Le 17 mai 2025, Lourdia Jean Pierre, haïtienne de 32 ans, enceinte, est morte à Pedro Sánchez, victime de la peur. Les douleurs de l’accouchement ont commencé à 5 heures du matin. Par peur d’être arrêtée et expulsée, comme d’autres femmes haïtiennes enceintes, elle n’est pas allée à l’hôpital. Elle a accouché seule, par terre, chez elle, avant de mourir d’une hémorragie et de tremblements causés par la panique. Elle laisse deux enfants orphelins. Après l’accouchement, les voisins ont appelé le 911. Son bébé a été transporté à l’hôpital, mais le père a été arrêté par les agents de migration, avec l’intention de l’expulser avec le nouveau-né. Le corps de Lourdia est resté au sol, sans qu’un médecin légiste ou un procureur ne vienne. Avec l’aide des voisins, une boîte fut trouvée et elle fut enterrée sans veillée funèbre – comme si sa vie ne comptait pas, comme si sa mort n’avait affecté personne.

On ne peut pas appeler cela une politique publique : cela viole la dignité humaine et le droit universel à la santé. L’article 61 de la Constitution dominicaine affirme :

« Toute personne a droit à la santé intégrale. L’État doit protéger la santé de tous, en assurant la prévention, le traitement des maladies, l’accès aux médicaments de qualité et des soins gratuits. »

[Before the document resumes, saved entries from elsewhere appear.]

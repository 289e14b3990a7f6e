use std::io::{BufRead, Write};

use crate::error::CorrectionError;

/// Analysis/correction grid size. `backlight-correction-parameters.h`
/// fixes this at 111x84 cells across the frame.
pub const GRID_W: usize = 111;
pub const GRID_H: usize = 84;

#[derive(Debug, Clone, Copy, PartialEq, Eq)]
pub enum Channel {
    Red,
    Green,
    Blue,
    Ir,
}

const CHANNELS: usize = 4;

fn channel_index(c: Channel) -> usize {
    match c {
        Channel::Red => 0,
        Channel::Green => 1,
        Channel::Blue => 2,
        Channel::Ir => 3,
    }
}

/// The raw per-cell measured luminosity, before the flat-field weights
/// are derived from it.
#[derive(Debug, Clone)]
pub struct BacklightCorrectionParameters {
    width: usize,
    height: usize,
    /// `lum[cell * CHANNELS + channel]`.
    lum: Vec<f64>,
}

impl BacklightCorrectionParameters {
    pub fn new(width: usize, height: usize) -> Self {
        BacklightCorrectionParameters {
            width,
            height,
            lum: vec![0.0; width * height * CHANNELS],
        }
    }

    pub fn width(&self) -> usize {
        self.width
    }

    pub fn height(&self) -> usize {
        self.height
    }

    pub fn lum(&self, cx: usize, cy: usize, channel: Channel) -> f64 {
        self.lum[(cy * self.width + cx) * CHANNELS + channel_index(channel)]
    }

    pub fn set_lum(&mut self, cx: usize, cy: usize, channel: Channel, value: f64) {
        self.lum[(cy * self.width + cx) * CHANNELS + channel_index(channel)] = value;
    }

    /// Analyzes a flat-field scan: `sample(x, y)` returns the raw
    /// `[r, g, b, ir]` value at image pixel `(x, y)`, `maxval` is the
    /// scanner's full-scale value (used to gamma-linearize samples
    /// before averaging), and `gamma` the scan's encoding gamma.
    ///
    /// Each grid cell's value is the interquartile mean (the sorted
    /// middle half) of its linearized samples, which rejects dust
    /// specks and screen-pattern residue that a plain mean would bake
    /// into the correction.
    pub fn analyze_scan(
        width: usize,
        height: usize,
        maxval: f64,
        gamma: f64,
        sample: impl Fn(usize, usize) -> [f64; 4],
    ) -> Self {
        let mut params = BacklightCorrectionParameters::new(GRID_W, GRID_H);
        let mut buckets: Vec<Vec<[f64; CHANNELS]>> = vec![Vec::new(); GRID_W * GRID_H];

        for y in 0..height {
            let cy = (y * GRID_H / height.max(1)).min(GRID_H - 1);
            for x in 0..width {
                let cx = (x * GRID_W / width.max(1)).min(GRID_W - 1);
                let raw = sample(x, y);
                let mut linear = [0.0; CHANNELS];
                for c in 0..CHANNELS {
                    linear[c] = (raw[c] / maxval).clamp(0.0, 1.0).powf(gamma);
                }
                buckets[cy * GRID_W + cx].push(linear);
            }
        }

        for (cell, samples) in buckets.iter_mut().enumerate() {
            for c in 0..CHANNELS {
                let mut values: Vec<f64> = samples.iter().map(|s| s[c]).collect();
                values.sort_by(|a, b| a.partial_cmp(b).unwrap());
                params.lum[cell * CHANNELS + c] = interquartile_mean(&values);
            }
        }
        params
    }

    pub fn save(&self, mut w: impl Write) -> std::io::Result<()> {
        writeln!(w, "backlight_correction_dimensions: {} {}", self.width, self.height)?;
        writeln!(w, "backlight_correction_channels: {CHANNELS}")?;
        write!(w, "backlight_correction_lums:")?;
        for v in &self.lum {
            write!(w, " {v}")?;
        }
        writeln!(w)?;
        writeln!(w, "backlight_correction_end")?;
        Ok(())
    }

    pub fn load(r: impl BufRead) -> Result<Self, CorrectionError> {
        let mut width = None;
        let mut height = None;
        let mut lum = None;

        for line in r.lines() {
            let line = line?;
            let line = line.trim();
            if let Some(rest) = line.strip_prefix("backlight_correction_dimensions:") {
                let mut parts = rest.split_whitespace();
                width = Some(parse_usize(&mut parts, "width")?);
                height = Some(parse_usize(&mut parts, "height")?);
            } else if let Some(rest) = line.strip_prefix("backlight_correction_channels:") {
                let n: usize = rest.trim().parse().map_err(|_| {
                    CorrectionError::MalformedBacklight("non-numeric channel count".into())
                })?;
                if n != CHANNELS {
                    return Err(CorrectionError::MalformedBacklight(format!(
                        "expected {CHANNELS} channels, found {n}"
                    )));
                }
            } else if let Some(rest) = line.strip_prefix("backlight_correction_lums:") {
                let values: Result<Vec<f64>, _> =
                    rest.split_whitespace().map(|s| s.parse::<f64>()).collect();
                lum = Some(values.map_err(|_| {
                    CorrectionError::MalformedBacklight("non-numeric luminosity value".into())
                })?);
            } else if line == "backlight_correction_end" {
                break;
            }
        }

        let width = width
            .ok_or_else(|| CorrectionError::MalformedBacklight("missing dimensions".into()))?;
        let height = height
            .ok_or_else(|| CorrectionError::MalformedBacklight("missing dimensions".into()))?;
        let lum =
            lum.ok_or_else(|| CorrectionError::MalformedBacklight("missing lums".into()))?;
        if lum.len() != width * height * CHANNELS {
            return Err(CorrectionError::MalformedBacklight(format!(
                "expected {} lum values, found {}",
                width * height * CHANNELS,
                lum.len()
            )));
        }
        Ok(BacklightCorrectionParameters { width, height, lum })
    }
}

fn parse_usize(
    parts: &mut std::str::SplitWhitespace,
    what: &str,
) -> Result<usize, CorrectionError> {
    parts
        .next()
        .and_then(|s| s.parse().ok())
        .ok_or_else(|| CorrectionError::MalformedBacklight(format!("missing/non-numeric {what}")))
}

fn interquartile_mean(sorted: &[f64]) -> f64 {
    let n = sorted.len();
    if n == 0 {
        return 0.0;
    }
    let lo = n / 4;
    let hi = (3 * n) / 4;
    let slice = if hi > lo { &sorted[lo..hi] } else { sorted };
    slice.iter().sum::<f64>() / slice.len() as f64
}

/// The derived per-cell weights: a multiplicative gain that normalizes
/// every cell back to the frame's overall average brightness, used to
/// cancel uneven backlight illumination.
#[derive(Debug, Clone)]
pub struct BacklightCorrection {
    width: usize,
    height: usize,
    mult: Vec<f64>,
}

/// Samples below this fraction of full scale are treated as black and
/// excluded from the weight computation, matching the original's
/// `epsilon = 1/256`.
const EPSILON: f64 = 1.0 / 256.0;

impl BacklightCorrection {
    /// Builds per-channel correction weights from measured cell
    /// luminosities. When `white_balance` is set, the R/G/B channels'
    /// frame-average targets are themselves averaged together first, so
    /// the correction also removes a uniform color cast rather than just
    /// flattening each channel independently.
    pub fn build(params: &BacklightCorrectionParameters, white_balance: bool) -> Self {
        let w = params.width;
        let h = params.height;
        let n = w * h;

        let mut target = [0.0; CHANNELS];
        for c in 0..CHANNELS {
            let sum: f64 = (0..n).map(|i| params.lum[i * CHANNELS + c]).sum();
            target[c] = if sum > EPSILON * n as f64 {
                sum / n as f64
            } else {
                1.0
            };
        }
        if white_balance {
            let rgb_avg = (target[0] + target[1] + target[2]) / 3.0;
            target[0] = rgb_avg;
            target[1] = rgb_avg;
            target[2] = rgb_avg;
        }

        let mut mult = vec![1.0; n * CHANNELS];
        for i in 0..n {
            for c in 0..CHANNELS {
                let lum = params.lum[i * CHANNELS + c];
                mult[i * CHANNELS + c] = if lum > EPSILON {
                    target[c] / lum
                } else {
                    target[c]
                };
            }
        }

        BacklightCorrection { width: w, height: h, mult }
    }

    /// Bilinearly samples the correction weight for `channel` at image
    /// coordinates normalized to `[0, 1] x [0, 1]`.
    pub fn apply(&self, u: f64, v: f64, channel: Channel) -> f64 {
        let c = channel_index(channel);
        let gx = (u.clamp(0.0, 1.0) * (self.width - 1) as f64).clamp(0.0, (self.width - 1) as f64);
        let gy = (v.clamp(0.0, 1.0) * (self.height - 1) as f64).clamp(0.0, (self.height - 1) as f64);
        let x0 = gx.floor() as usize;
        let y0 = gy.floor() as usize;
        let x1 = (x0 + 1).min(self.width - 1);
        let y1 = (y0 + 1).min(self.height - 1);
        let tx = gx - x0 as f64;
        let ty = gy - y0 as f64;

        let at = |x: usize, y: usize| self.mult[(y * self.width + x) * CHANNELS + c];
        let top = at(x0, y0) * (1.0 - tx) + at(x1, y0) * tx;
        let bottom = at(x0, y1) * (1.0 - tx) + at(x1, y1) * tx;
        top * (1.0 - ty) + bottom * ty
    }
}

#[cfg(test)]
mod tests {
    use super::*;
    use std::io::Cursor;

    #[test]
    fn flat_field_input_yields_unit_correction() {
        let params = BacklightCorrectionParameters::analyze_scan(64, 64, 255.0, 1.0, |_, _| {
            [200.0, 200.0, 200.0, 0.0]
        });
        let correction = BacklightCorrection::build(&params, false);
        assert!((correction.apply(0.5, 0.5, Channel::Red) - 1.0).abs() < 1e-6);
    }

    #[test]
    fn darker_corner_gets_boosted() {
        let params = BacklightCorrectionParameters::analyze_scan(100, 100, 255.0, 1.0, |x, y| {
            let v = if x < 20 && y < 20 { 100.0 } else { 200.0 };
            [v, v, v, 0.0]
        });
        let correction = BacklightCorrection::build(&params, false);
        let corner = correction.apply(0.02, 0.02, Channel::Red);
        let center = correction.apply(0.5, 0.5, Channel::Red);
        assert!(corner > center);
    }

    #[test]
    fn text_round_trips_through_save_and_load() {
        let params = BacklightCorrectionParameters::analyze_scan(32, 32, 255.0, 1.0, |x, y| {
            [(x + y) as f64, x as f64, y as f64, 0.0]
        });
        let mut buf = Vec::new();
        params.save(&mut buf).unwrap();
        let loaded = BacklightCorrectionParameters::load(Cursor::new(buf)).unwrap();
        assert_eq!(loaded.width(), params.width());
        assert_eq!(loaded.height(), params.height());
        for cx in 0..GRID_W {
            for cy in 0..GRID_H {
                assert!((loaded.lum(cx, cy, Channel::Red) - params.lum(cx, cy, Channel::Red)).abs() < 1e-9);
            }
        }
    }
}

La Déclaration universelle des droits de l’homme de 1948, article 25, stipule :

« 1. Toute personne a droit à un niveau de vie suffisant pour assurer sa santé, son bien-être et ceux de sa famille, notamment pour l’alimentation, l’habillement, le logement, les soins médicaux et les services sociaux nécessaires. »

Enfin, l’Agenda 2030 l’ONU, adopté en 2015, affirme dans son objectif 3 :

« Permettre à tous de vivre en bonne santé et promouvoir le bien-être à tout âge. »

Hérode est toujours vivant, incarné dans ces lois et pratiques contraires à la volonté de Dieu – dont le désir est que l’homme vive – et à l’esprit de Jésus de Nazareth, qui parcourait la Galilée « proclamant la Bonne Nouvelle du Royaume et guérissant toute maladie et toute infirmité parmi le peuple » (Mt 4,23).